Instructions for the task: All lines from the opening of the entries below through the line containing "by session operations." must be output exactly as they appear, with no other lines.

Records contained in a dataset
++++++
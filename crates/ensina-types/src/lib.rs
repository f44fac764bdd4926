//! Ensina Types - Shared domain types
//!
//! This crate contains domain types used across the Ensina client SDK:
//! - User identity and roles
//! - Session API request/response bodies

pub mod api;
pub mod user;

pub use api::*;
pub use user::*;
//! Session client errors
//!
//! Typed error taxonomy for session operations. The transport assigns the
//! variant from the HTTP response (or its absence); callers never infer the
//! failure class from message text.

use thiserror::Error;

/// Errors surfaced by session operations.
///
/// `Clone` so the last error can ride along in auth state snapshots.
#[derive(Error, Debug, Clone, PartialEq, Eq)]
pub enum AuthError {
    /// Credential rejection or invalid sign-in/sign-up input.
    ///
    /// The message is the server's own wording and is rendered to the end
    /// user verbatim.
    #[error("{0}")]
    Credentials(String),

    /// Transport-level failure: connect, DNS, timeout.
    #[error("network error: {0}")]
    Network(String),

    /// Request rejected before any response arrived (origin/proxy block).
    #[error("cross-origin request blocked: {0}")]
    Cors(String),

    /// Backend failure carrying the HTTP status.
    #[error("server error (status {status}): {message}")]
    Server {
        /// HTTP status code of the failed response
        status: u16,
        /// Message from the response body, or a generic description
        message: String,
    },

    /// Session expired or was invalidated server-side; treated as logged out.
    #[error("session expired")]
    SessionExpired,

    /// Invalid client configuration.
    #[error("configuration error: {0}")]
    Config(String),
}

/// Coarse error classification, used for policy decisions and metric labels.
#[derive(Debug, Clone, Copy, PartialEq, Eq, Hash)]
pub enum ErrorKind {
    /// Bad input or wrong password
    Credentials,
    /// Transport failure
    Network,
    /// Origin rejection
    Cors,
    /// Backend failure
    Server,
    /// Expired/invalid session
    Session,
    /// Construction-time validation
    Config,
}

impl ErrorKind {
    /// Stable label form
    pub fn as_str(&self) -> &'static str {
        match self {
            Self::Credentials => "credentials",
            Self::Network => "network",
            Self::Cors => "cors",
            Self::Server => "server",
            Self::Session => "session",
            Self::Config => "config",
        }
    }
}

impl std::fmt::Display for ErrorKind {
    fn fmt(&self, f: &mut std::fmt::Formatter<'_>) -> std::fmt::Result {
        write!(f, "{}", self.as_str())
    }
}

impl AuthError {
    /// Returns the coarse classification of this error.
    #[must_use]
    pub fn kind(&self) -> ErrorKind {
        match self {
            Self::Credentials(_) => ErrorKind::Credentials,
            Self::Network(_) => ErrorKind::Network,
            Self::Cors(_) => ErrorKind::Cors,
            Self::Server { .. } => ErrorKind::Server,
            Self::SessionExpired => ErrorKind::Session,
            Self::Config(_) => ErrorKind::Config,
        }
    }

    /// Returns true if this error is retryable.
    ///
    /// Only transient connectivity failures qualify; these are also the
    /// failures that force the circuit breaker open during session checks.
    #[must_use]
    pub fn is_retryable(&self) -> bool {
        match self {
            Self::Network(_) | Self::Cors(_) => true,
            Self::Credentials(_) => false, // needs different input
            Self::Server { .. } => false,
            Self::SessionExpired => false,
            Self::Config(_) => false,
        }
    }

    /// Stable machine-readable code for structured logs and API bindings.
    #[must_use]
    pub fn error_code(&self) -> &'static str {
        match self {
            Self::Credentials(_) => "INVALID_CREDENTIALS",
            Self::Network(_) => "NETWORK_ERROR",
            Self::Cors(_) => "CORS_BLOCKED",
            Self::Server { .. } => "SERVER_ERROR",
            Self::SessionExpired => "SESSION_EXPIRED",
            Self::Config(_) => "CONFIGURATION_ERROR",
        }
    }

    /// Create a server error from a status and message.
    pub fn server(status: u16, message: impl Into<String>) -> Self {
        Self::Server {
            status,
            message: message.into(),
        }
    }
}

impl From<reqwest::Error> for AuthError {
    fn from(err: reqwest::Error) -> Self {
        if err.is_timeout() {
            Self::Network(format!("request timeout: {err}"))
        } else if err.is_connect() {
            Self::Network(format!("connection failed: {err}"))
        } else if err.is_request() && err.status().is_none() {
            // Rejected before a response existed, the origin-block class.
            Self::Cors(err.to_string())
        } else if let Some(status) = err.status() {
            Self::Server {
                status: status.as_u16(),
                message: err.to_string(),
            }
        } else {
            Self::Network(err.to_string())
        }
    }
}

#[cfg(test)]
mod tests {
    use super::*;

    #[test]
    fn test_retryable_errors() {
        assert!(AuthError::Network("connection refused".to_string()).is_retryable());
        assert!(AuthError::Cors("blocked by origin policy".to_string()).is_retryable());
    }

    #[test]
    fn test_non_retryable_errors() {
        assert!(!AuthError::Credentials("wrong password".to_string()).is_retryable());
        assert!(!AuthError::server(500, "boom").is_retryable());
        assert!(!AuthError::SessionExpired.is_retryable());
        assert!(!AuthError::Config("empty base url".to_string()).is_retryable());
    }

    #[test]
    fn test_kind_mapping() {
        assert_eq!(
            AuthError::Credentials("no".to_string()).kind(),
            ErrorKind::Credentials
        );
        assert_eq!(AuthError::server(503, "down").kind(), ErrorKind::Server);
        assert_eq!(AuthError::SessionExpired.kind(), ErrorKind::Session);
        assert_eq!(ErrorKind::Cors.as_str(), "cors");
    }

    #[test]
    fn test_error_codes_are_stable() {
        assert_eq!(
            AuthError::Credentials("no".to_string()).error_code(),
            "INVALID_CREDENTIALS"
        );
        assert_eq!(
            AuthError::Network("refused".to_string()).error_code(),
            "NETWORK_ERROR"
        );
        assert_eq!(
            AuthError::Cors("blocked".to_string()).error_code(),
            "CORS_BLOCKED"
        );
        assert_eq!(AuthError::server(502, "bad gateway").error_code(), "SERVER_ERROR");
        assert_eq!(AuthError::SessionExpired.error_code(), "SESSION_EXPIRED");
    }

    #[test]
    fn test_credentials_message_is_verbatim() {
        let err = AuthError::Credentials("Email ou senha incorretos".to_string());
        assert_eq!(err.to_string(), "Email ou senha incorretos");
    }
}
++++++
Written solution:
filename crates/ensina-types/src/lib.rs
repository f44fac764bdd4926
//! Ensina Types - Shared domain types
//!
//! This crate contains domain types used across the Ensina client SDK:
//! - User identity and roles
//! - Session API request/response bodies

pub mod api;
pub mod user;

pub use api::*;
pub use user::*;
//! Session client errors
//!
//! Typed error taxonomy for session operations. The transport assigns the
//! variant from the HTTP response (or its absence); callers never infer the
//! failure class from message text.

use thiserror::Error;

/// Errors surfaced by session operations.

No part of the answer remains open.